In Laos, we often said in the old days that “only the lucky ones can go to schools.” I often thought of this while attending school in Minnesota. I felt lucky, but over time I have also come to believe that those of us who are lucky also have a responsibility. One part of that responsibility is to pass the best of what we learn on to others. Knowledge is a treasure that is best when it is shared.
When I was a student in college, there were a few moments I was really afraid. I wondered if I had the skills to graduate. I didn’t have many role models I could turn to. My college was just learning what to do with all of the refugees from Southeast Asia and their families. As I mentioned here on the Twin Cities Daily Planet, my advisor even suggested I should drop out. I saw many of my friends drop out, and they never came back. I hated those feelings of doubt. But I wanted to succeed and graduate.
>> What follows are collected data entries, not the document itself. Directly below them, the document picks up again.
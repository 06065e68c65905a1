use crate::commands::{CmdResult, OutlineRow};
use crate::document::Project;
use crate::error::Result;
use crate::model::{Entity, EntityKind, Section};

/// Lists the root tree depth-first, then every detached tree.
pub fn run(project: &Project) -> Result<CmdResult> {
    let mut rows = Vec::new();
    push_section(project, project.root(), 0, false, &mut rows);
    for entity in project.detached() {
        push_entity(project, entity, 0, true, &mut rows);
    }
    Ok(CmdResult::default().with_outline(rows))
}

fn push_section(
    project: &Project,
    section: &Section,
    depth: usize,
    detached: bool,
    rows: &mut Vec<OutlineRow>,
) {
    rows.push(OutlineRow {
        id: section.id(),
        kind: EntityKind::Section,
        depth,
        summary: section.meta.summary.clone(),
        label: section.meta.label,
        category: None,
        detached,
    });
    for child in &section.children {
        push_entity(project, child, depth + 1, detached, rows);
    }
}

fn push_entity(
    project: &Project,
    entity: &Entity,
    depth: usize,
    detached: bool,
    rows: &mut Vec<OutlineRow>,
) {
    match entity {
        Entity::Section(section) => push_section(project, section, depth, detached, rows),
        Entity::Card(card) => rows.push(OutlineRow {
            id: card.id(),
            kind: EntityKind::Card,
            depth,
            summary: card.meta.summary.clone(),
            label: card.meta.label,
            category: project.category_of(card.id()).map(|c| c.name.clone()),
            detached,
        }),
    }
}

#[cfg(test)]
mod tests {
    use super::*;
    use crate::test_utils::sample_project;

    #[test]
    fn test_tree_rows_in_reading_order() {
        let sample = sample_project();
        let result = run(&sample.project).unwrap();
        let rows: Vec<_> = result
            .outline
            .iter()
            .map(|r| (r.summary.as_str(), r.depth, r.detached))
            .collect();
        assert_eq!(
            rows,
            vec![
                ("Project Root", 0, false),
                ("Act One", 1, false),
                ("The storm", 2, false),
                ("The calm", 2, false),
                ("Act Two", 1, false),
                ("Loose idea", 0, true),
            ]
        );
        assert_eq!(result.outline[2].category.as_deref(), Some("Plot"));
        assert_eq!(result.outline[3].category, None);
    }
}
In 2011, I conducted my research with Lao college students on holistic identity development. In my research, I found that many young Lao today still struggled with the issues of education as I did, and my brothers and sisters did. Like my family, they couldn’t turn to their parents for guidance because our parents had never had the opportunity or experience of going to college.
My closing advice was simple: Find your voice. Find your dream. Discover how many different ways you can connect your voice and your dreams with the dreams of your parents, your family, and our community. Do your research and find out what your interests are. I told the children and even the adults to seek out great mentors. To learn from our shared past and grow from it.
I was filled with wonder watching the youth as they stepped forward and told all of us their dreams that night after I spoke. They did it in Lao, occasionally Laoglish, but they were hungry to learn. I think we should take their dreams seriously and do what we can to help them reach everything they can imagine, anywhere in the world.